Being Still
Recently, I read an interesting book – The Zen of Horse Riding by Ingrid Soren.
One of her paragraphs made me think about a conversation that I was having recently with a couple of friends of mine…
“My body is my thoughts; my thoughts are my body. My thoughts and my body are indivisible, and when I am sitting on Jade’s back her thoughts and my thoughts are linked, her body and my body can become one. I become calm and relaxed, she becomes calm and relaxed. “Sitting quietly, doing nothing, spring comes and the grass grows by itself”. I began to understand the wisdom of doing the least to express the most. My tendency was to rush at things and try to do too many things at the same time. As in life… I was all too often “painting legs on the snake”, that divine Chinese image for wasting energy.”
My friends were discussing a training program that they are currently doing online, about how being still and quiet, almost meditating, calms your horse. The lessons are about how to sit still and invite your horse into a calmer place, which gives your horse confidence in following and being with you. My thought was isn’t this just what every one does?
The constant thread throughout my riding career was the manic, hot, difficult, often slightly insane horses. The ones who weren’t breakable and the ones who broke people; the throw away horses who no one wanted. The horses who were like kegs of dynamite. One particular mare comes to mind.
I was just starting a schooling session on her one day, when a friend arrived. My friend sat on a jump in my arena as I cantered a 20m circle around her, she and I chatting, discussing what she had come to ask me, ignoring the horse. I went into a light seat, and just let the mare have her head, hands resting on her neck while she went through her regular motions of beginning a schooling session. After a few minutes of cantering around, my friend suddenly said, “Ummm, do you realise that the mare hasn’t had her feet on the ground, or been parallel to the floor since you got on?” She would bounce, rear, leaps, bucks, twists in a lovely, athletic, graceful way, and as long as I didn’t interfere, and stayed off her back, she would do all of this in a lovely regular, joyous way. “Yes”, I replied,” and?” After 10 minutes of this bouncing, she’d settle and school beautifully, but if you started a session by getting after her and trying to make her conform, the forget it.
Schooling her, and others like her, needed a blank mind – clearing thought, breathing with intention, soft hands, sit lightly, be still. Riding these horses taught me to plan my shopping lists, run through my to do lists, write my lesson plans, because things that were dull and weren’t exciting would still our minds, thoughts, bodies. And this was just something that was done, wasn’t it? What do you mean people don’t?

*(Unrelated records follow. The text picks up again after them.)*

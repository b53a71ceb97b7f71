//! Persisted editor text.
//!
//! Exactly one field survives across sessions: the last-edited configuration
//! text. It is stored in an embedded sled database under a fixed key as a
//! small versioned JSON document:
//!
//! ```text
//! "ic10-storage" => {"version": 1, "initial_env": "<yaml>"}
//! ```
//!
//! Older browser-era documents (`{"state": {"initialEnv": ...}, "version": 0}`)
//! are migrated on load.

use std::path::Path;

use serde::{Deserialize, Serialize};
use serde_json::Value;
use thiserror::Error;

/// Fixed storage key.
pub const STORAGE_KEY: &str = "ic10-storage";

/// Current persisted document version.
pub const STORAGE_VERSION: u32 = 1;

#[derive(Debug, Error)]
pub enum StoreError {
    #[error("Storage error: {0}")]
    StorageError(String),

    #[error("Persisted editor state is corrupt: {0}")]
    Corrupt(String),

    #[error("Persisted editor state has unsupported version {0}")]
    UnsupportedVersion(u32),
}

/// The persisted document.
#[derive(Debug, Clone, PartialEq, Eq, Serialize, Deserialize)]
pub struct PersistedEditor {
    pub version: u32,
    pub initial_env: String,
}

impl PersistedEditor {
    pub fn new(initial_env: impl Into<String>) -> Self {
        Self {
            version: STORAGE_VERSION,
            initial_env: initial_env.into(),
        }
    }

    /// Parses a stored document, migrating older layouts.
    pub fn migrate(doc: Value) -> Result<Self, StoreError> {
        let version = doc
            .get("version")
            .and_then(Value::as_u64)
            .unwrap_or(0) as u32;

        if version > STORAGE_VERSION {
            return Err(StoreError::UnsupportedVersion(version));
        }

        if doc.get("initial_env").is_some() {
            return serde_json::from_value(doc).map_err(|e| StoreError::Corrupt(e.to_string()));
        }

        // Browser layout: {"state": {"initialEnv": "..."}, "version": N}
        match doc.pointer("/state/initialEnv").and_then(Value::as_str) {
            Some(text) => Ok(Self::new(text)),
            None => Err(StoreError::Corrupt("missing initial_env".to_string())),
        }
    }
}

/// Sled-backed store for the editor text.
pub struct EditorStore {
    db: sled::Db,
}

impl EditorStore {
    /// Open a persistent store at the given path
    pub fn open<P: AsRef<Path>>(path: P) -> Result<Self, StoreError> {
        let db = sled::open(path)
            .map_err(|e| StoreError::StorageError(format!("Failed to open sled DB: {}", e)))?;
        Ok(Self { db })
    }

    /// Create a temporary store, deleted on drop
    pub fn open_temp() -> Result<Self, StoreError> {
        let config = sled::Config::new().temporary(true);
        let db = config
            .open()
            .map_err(|e| StoreError::StorageError(format!("Failed to open temp DB: {}", e)))?;
        Ok(Self { db })
    }

    /// Loads the persisted editor text, if any.
    pub fn load(&self) -> Result<Option<String>, StoreError> {
        let raw = self
            .db
            .get(STORAGE_KEY)
            .map_err(|e| StoreError::StorageError(format!("Read failed: {}", e)))?;

        let Some(raw) = raw else {
            return Ok(None);
        };

        let doc: Value =
            serde_json::from_slice(&raw).map_err(|e| StoreError::Corrupt(e.to_string()))?;
        Ok(Some(PersistedEditor::migrate(doc)?.initial_env))
    }

    /// Persists the editor text, replacing any previous value.
    pub fn save(&self, text: &str) -> Result<(), StoreError> {
        let bytes = serde_json::to_vec(&PersistedEditor::new(text))
            .map_err(|e| StoreError::Corrupt(e.to_string()))?;
        self.db
            .insert(STORAGE_KEY, bytes)
            .map_err(|e| StoreError::StorageError(format!("Insert failed: {}", e)))?;
        self.db
            .flush()
            .map_err(|e| StoreError::StorageError(format!("Flush failed: {}", e)))?;
        Ok(())
    }

    /// Writes a raw document under the storage key (migration tests, imports).
    pub fn save_raw(&self, doc: &Value) -> Result<(), StoreError> {
        let bytes = serde_json::to_vec(doc).map_err(|e| StoreError::Corrupt(e.to_string()))?;
        self.db
            .insert(STORAGE_KEY, bytes)
            .map_err(|e| StoreError::StorageError(format!("Insert failed: {}", e)))?;
        Ok(())
    }
}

(The Way to Perfect Horsemanship. Trafalgar Square. 1998. Udo Berger). “To become a good horseman, one needs to be bold, agile and relaxed. These qualities are not physical attributes, they are psychological ones.”
A good rider needs a relaxed mind. There is no getting away from it – the minute that a rider gets excited, stressed, worried, tense, the horse is going to be wondering what’s wrong…. “Come on you damn bladdy horse – settle and work, I’m getting nervous / stressed / impatient”. You think this is going to work? No. They are either going to wonder were the lion is, or they are going to get stressed about why they are in trouble.
It’s interesting to watch, when a group of people do meditation or yoga in a paddock full of horses, how the horses generally walk up and see what’s going on. When they feel the group’s slow breathing, low heart rate and clear minds, they hang out, their breathing slows, they doze. We forget that as gregarious animals they depend on feeling each others heart rates to stay alive – literally. A herd of horses are grazing, most have their heads down, a few doze, one or two are on security duty. One horse is startled, their head comes up, heart rate increase, they take a deep gulp of air in preparation to RUN, and the whole herd reacts in a second. The last to react is the lion’s dinner.
As a rider, if you are waiting for the plastic bag in the corner to bite your horse – guess what happens? Where as, if you are cool, calm, breathing and ignoring the plastic lion, guess what your horse is doing?
I talk sometimes about talented riders not being able to teach because they say, well I don’t know how to tell you – you just sit there and the horse will become more collected / elevated / just more, what do you mean you don’t know how? It’s just something that happens… I didn’t think I was a coach who battled with this, because I do know it doesn’t just come naturally. But, this conversation was an eye opener for me…. What do you mean, people don’t clear their minds, breathe and soften their edges when they ride?
Do you do this naturally, or is this a skill you need to learn?